Transcribe every entry precisely, omitting nothing.

Top of Records provided

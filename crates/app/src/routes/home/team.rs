use dioxus::prelude::*;

const TEAM: [(&str, &str); 4] = [
    ("Anand Varma", "Founder, former law clerk"),
    ("Lakshmi Pillai", "Head of editorial"),
    ("Farhan Qureshi", "Engineering lead"),
    ("Divya Rao", "Customer success"),
];

fn initials(name: &str) -> String {
    name.split_whitespace()
        .filter_map(|part| part.chars().next())
        .take(2)
        .collect()
}

#[component]
pub fn Team() -> Element {
    rsx! {
        section { class: "section", id: "team",
            div { class: "container",
                h2 { class: "section-heading", "The team" }
                div { class: "team-grid",
                    for (name, role) in TEAM {
                        div { key: "{name}", class: "team-member",
                            span { class: "team-avatar", "{initials(name)}" }
                            p { class: "team-name", "{name}" }
                            p { class: "team-role", "{role}" }
                        }
                    }
                }
            }
        }
    }
}
mod component;
pub use component::*;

Bottom of Records provided

Output:
filename crates/app/src/routes/home/team.rs
use dioxus::prelude::*;

const TEAM: [(&str, &str); 4] = [
    ("Anand Varma", "Founder, former law clerk"),
    ("Lakshmi Pillai", "Head of editorial"),
    ("Farhan Qureshi", "Engineering lead"),
    ("Divya Rao", "Customer success"),
];

fn initials(name: &str) -> String {
    name.split_whitespace()
        .filter_map(|part| part.chars().next())
        .take(2)
        .collect()
}

#[component]
pub fn Team() -> Element {
    rsx! {
        section { class: "section", id: "team",
            div { class: "container",
                h2 { class: "section-heading", "The team" }
                div { class: "team-grid",
                    for (name, role) in TEAM {
                        div { key: "{name}", class: "team-member",
                            span { class: "team-avatar", "{initials(name)}" }
                            p { class: "team-name", "{name}" }
                            p { class: "team-role", "{role}" }
                        }
                    }
                }
            }
        }
    }
}
mod component;
pub use component::*;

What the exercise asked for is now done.